Agreement Also Provides for Future Royalties on Revenues From Health Link
DELRAY BEACH, Fla., Sept. 8, 2010 (GLOBE NEWSWIRE) -- PositiveID Corporation (“PositiveID” or the “Company”) (Nasdaq:PSID) announced today that it has agreed to sell its Health Link personal health record business for $1 million to Health Plexus, LLC. The Company will also retain the right to royalties on future Health Link revenues. Health Link is the Company’s web-based personal health record (PHR), which is non-core to the Company’s primary HealthID division. HealthID develops and markets unique medical devices, with a focus on diabetes management, and rapid medical testing products.
Scott R. Silverman, Chairman and CEO of PositiveID, said, “Since 2004, we have been a player in the PHR market. Although we believe in the eventual migration to electronic health records and expect that we will see increased use by individuals, this is a non-core asset that requires significant resources to operate. Instead, we believe we have received fair value for the business today, which has produced minimal revenue, and will have a potential upside interest based on future adoption of PHRs.”
The $1 million purchase price of the Health Link business will be structured in the form of a Note.
About PositiveID Corporation
PositiveID Corporation develops and markets healthcare and information management products through its RFID-based diagnostic devices and identification technologies, and its proprietary disease management tools. PositiveID operates in two main divisions: HealthID and ID Security. For more information on PositiveID, please visit www.PositiveIDCorp.com.

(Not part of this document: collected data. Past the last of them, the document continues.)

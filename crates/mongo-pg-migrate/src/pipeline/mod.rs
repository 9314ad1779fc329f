//! The per-collection migration pipeline.
//!
//! One record flows strictly forward through five stages:
//!
//! 1. **Shape normalization** — declarative renames and constant overrides,
//!    producing a fresh record (inputs are never mutated).
//! 2. **Foreign key resolution** — scalar reference fields are rewritten to
//!    destination identifiers; a missing mapping resolves to null.
//! 3. **Substructure encoding** — arrays/objects are dropped or encoded to
//!    JSON text, translating nested identifiers where declared ([`codec`]).
//! 4. **Commit** — the row is inserted, and the old -> new identifier pair
//!    is appended to the session map before the next record, so
//!    self-referencing collections observe all prior mappings.
//! 5. **Link materialization** — declared many-to-many relations emit one
//!    junction row per related element.
//!
//! Records are processed one at a time, in input order; every sink call is
//! awaited before the pipeline continues. A failure at any stage halts the
//! collection; rows committed before the failure stay committed.

mod codec;

use crate::config::{CollectionConfig, Config};
use crate::core::{scalar_key, take_source_id, Document, LinkElement, SqlRow, SqlValue};
use crate::error::{MigrateError, Result};
use crate::session::{IdEntry, MigrationSession};
use crate::sink::RelationalSink;
use serde_json::Value;
use tracing::{info, warn};

/// Migrate one collection's records into its destination table.
///
/// Returns the identifier-map entries produced for `rows`, in input order;
/// the same entries are appended to the session map for the collection.
pub async fn migrate_collection(
    sink: &dyn RelationalSink,
    config: &Config,
    session: &mut MigrationSession,
    table_name: &str,
    rows: &[Document],
) -> Result<Vec<IdEntry>> {
    let descriptor = config
        .collection_for_table(table_name)
        .ok_or_else(|| MigrateError::UnknownTable(table_name.to_string()))?;

    let mut entries = Vec::with_capacity(rows.len());
    for row in rows {
        let mut record = normalize(row, descriptor);
        resolve_foreign_keys(&mut record, descriptor, session);
        let old_id = take_source_id(&mut record, &descriptor.collection)?;

        let encoded = codec::encode_row(&record, descriptor, session)?;
        let new_id = sink.insert_row(&descriptor.table, &encoded).await?;

        session
            .map_mut(&descriptor.collection)
            .insert(&descriptor.collection, old_id.clone(), new_id)?;
        entries.push(IdEntry { old_id, new_id });

        materialize_links(sink, descriptor, session, &record, new_id).await?;
    }

    info!(
        "Inserted {} rows into \"{}\" table",
        rows.len(),
        table_name
    );
    Ok(entries)
}

/// Apply renames and constant overrides, producing a new record.
fn normalize(record: &Document, descriptor: &CollectionConfig) -> Document {
    let mut out = record.clone();

    for rename in &descriptor.renames {
        let value = out.remove(&rename.from);
        if let (Some(to), Some(value)) = (&rename.to, value) {
            out.insert(to.clone(), value);
        }
    }

    for redefine in &descriptor.redefines {
        out.insert(redefine.field.clone(), redefine.value.clone());
    }

    out
}

/// Rewrite scalar foreign-key fields against previously built maps.
///
/// A missing mapping deliberately resolves to null rather than failing;
/// the field is written even when it was absent from the record. Array
/// values are left for the link materializer.
fn resolve_foreign_keys(
    record: &mut Document,
    descriptor: &CollectionConfig,
    session: &MigrationSession,
) {
    for (field, collection) in &descriptor.foreign_keys {
        if matches!(record.get(field), Some(Value::Array(_))) {
            continue;
        }

        let resolved = record
            .get(field)
            .and_then(scalar_key)
            .and_then(|key| session.resolve(collection, &key));

        let value = match resolved {
            Some(new_id) => Value::from(new_id),
            None => Value::Null,
        };
        record.insert(field.clone(), value);
    }
}

/// Emit one junction row per related element of each declared link field.
async fn materialize_links(
    sink: &dyn RelationalSink,
    descriptor: &CollectionConfig,
    session: &MigrationSession,
    record: &Document,
    new_id: i64,
) -> Result<()> {
    for (field, link) in &descriptor.links {
        // Validation guarantees the foreign_keys entry naming the related
        // collection exists for every link field.
        let collection = descriptor.foreign_keys.get(field).ok_or_else(|| {
            MigrateError::link(field, "no foreign_keys entry names the related collection")
        })?;

        let items = match record.get(field) {
            Some(Value::Array(items)) => items,
            _ => {
                warn!(
                    "Link field \"{}\" absent or not an array; no junction rows emitted",
                    field
                );
                continue;
            }
        };

        for item in items {
            let element = LinkElement::from_value(item).ok_or_else(|| {
                MigrateError::link(
                    field,
                    format!("element {} is neither an identifier nor an object", item),
                )
            })?;

            let mut junction = SqlRow::new();
            let foreign_old = match element {
                LinkElement::Reference(id) => id,
                LinkElement::Embedded(obj) => {
                    let extractor = link.extractor.as_ref().ok_or_else(|| {
                        MigrateError::link(field, "embedded relation element but no extractor declared")
                    })?;

                    for (source, column) in &extractor.attribute_columns {
                        if let Some(value) = obj.get(source) {
                            let value = SqlValue::from_scalar(value)
                                .unwrap_or_else(|| SqlValue::Text(value.to_string()));
                            junction.push(column.clone(), value);
                        }
                    }

                    obj.get(&extractor.foreign_key_field)
                        .and_then(scalar_key)
                        .ok_or_else(|| {
                            MigrateError::link(
                                field,
                                format!(
                                    "element has no usable \"{}\" identifier",
                                    extractor.foreign_key_field
                                ),
                            )
                        })?
                }
            };

            // Hard miss: an unmapped related identifier aborts the table.
            let foreign_new = session.resolve(collection, &foreign_old).ok_or_else(|| {
                MigrateError::UnmappedReference {
                    collection: collection.clone(),
                    old_id: foreign_old.clone(),
                }
            })?;

            junction.push(link.own_column.clone(), SqlValue::I64(new_id));
            junction.push(link.foreign_column.clone(), SqlValue::I64(foreign_new));
            sink.insert_link(&link.table, &junction).await?;
        }
    }

    Ok(())
}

The PositiveID Corporation logo is available at http://www.globenewswire.com/newsroom/prs/?pkgid=7717
Statements about PositiveID’s future expectations, including the likelihood that the Company will receive future royalties on revenues from Health Link, the likelihood that the Company will see increased use of electronic health records by individuals, the likelihood that the Company will receive the $1 million purchase price, and all other statements in this press release other than historical facts are “forward-looking statements” within the meaning of Section 27A of the Securities Act of 1933, Section 21E of the Securities Exchange Act of 1934, and as that term is defined in the Private Litigation Reform Act of 1995. Such forward-looking statements involve risks and uncertainties and are subject to change at any time, and PositiveID’s actual results could differ materially from expected results. These risks and uncertainties include the likelihood the Company will complete the sale of its Health Link business, receive future royalties on revenues, receive the $1 million purchase price, as well as certain other risks. Additional information about these and other factors that could affect the Company’s business is set forth in the Company’s various filings with the Securities and Exchange Commission, including those set forth in the Company’s 10-K filed on March 19, 2010, and the Company’s 10-Q filed on August 13, 2010, under the caption “Risk Factors.” The Company undertakes no obligation to update or release any revisions to these forward-looking statements to reflect events or circumstances after the date of this statement or to reflect the occurrence of unanticipated events, except as required by law.